Receipt 21.—Tapioca pudding may be prepared in a similar manner.

Receipt 22.—To make cracker pudding, to a quart of milk add four thick large coarse meal crackers broken in pieces, a little sugar, and a little flour, and bake it one hour and thirty minutes.

Receipt 23.—Sweet apple pudding is made by cutting in pieces six sweet apples, and putting them and half a pint of Indian meal, with a little salt, into a pint of milk, and baking it about three hours.

Receipt 24.—Sunderland pudding is thus made: Take about two thirds of a good-sized teacup full of flour, three eggs, and a pint of milk. Bake about fifteen minutes in cups. Dress it as you please—sweet sauce is preferred.

Receipt 25.—Arrow root pudding may be made by adding two ounces of arrow root, previously well mixed with a little cold milk, to a pint of milk boiling hot. Set it on the fire; let it boil fifteen or twenty minutes, stirring it constantly. When cool, add three eggs and a little sugar, and bake it in a moderate oven.

Receipt 26.—Boiled arrow root pudding: Mix as before, only do not let it quite boil. Stir it briskly for some time, after putting it on the fire the second time, at a heat of not over 180 degrees. When cooled, add three eggs and a little salt.

Receipt 27.—Cottage pudding: Two pounds of potatoes, pared, boiled, and mashed, one pint of milk, three eggs, and two ounces of sugar, and if you choose, a little salt. Bake it three quarters of an hour.

Receipt 28.—Snow balls: Pare and core as many large apples as there are to be balls; wash some rice—about a large spoonful to an apple will be enough; boil it in a little water with a pinch of salt, and drain it. Spread it on cloths, put on the apples, and boil them an hour. Before they are turned out of the cloths, dip them into cold water.

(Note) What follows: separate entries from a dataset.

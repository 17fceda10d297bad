/// An error type for the image module.
#[derive(thiserror::Error, Debug, PartialEq)]
pub enum ImageError {
    /// Error when channel and shape are not valid.
    #[error("Data length ({0}) does not match the image size ({1})")]
    InvalidChannelShape(usize, usize),

    /// Error when two images that must agree in size do not.
    #[error("Image size mismatch: ({0}x{1}) vs ({2}x{3})")]
    InvalidImageSize(usize, usize, usize, usize),

    /// Error when a pixel coordinate falls outside the image.
    #[error("Pixel index ({0}, {1}) out of bounds for image of size ({2}x{3})")]
    PixelIndexOutOfBounds(usize, usize, usize, usize),

    /// Error when the channel index is out of bounds.
    #[error("Channel index {0} is out of bounds {1}")]
    ChannelIndexOutOfBounds(usize, usize),

    /// Error when a pixel value cannot be represented in the target type.
    #[error("Failed to cast image data")]
    CastError,
}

Macaroni is made into puddings a great deal, and so is vermicelli; but they are at best very indifferent dishes. Those who live solely to eat may as well consult "Vegetable Cookery," where they will find indulgences enough and too many, even though flesh and fish are wholly excluded. They will find soups, pancakes, omelets, fritters, jellies, sauces, pies, puddings, dumplings, tarts, preserves, salads, cheese-cakes, custards, creams, buns, flummery, pickles, syrups, sherbets, and I know not what. You will find them by hundreds. And you will find directions, too, for preparing almost every vegetable production of both hemispheres. And if you have brains of your own you may invent a thousand new dishes every day for a long time without exhausting the vegetable kingdom.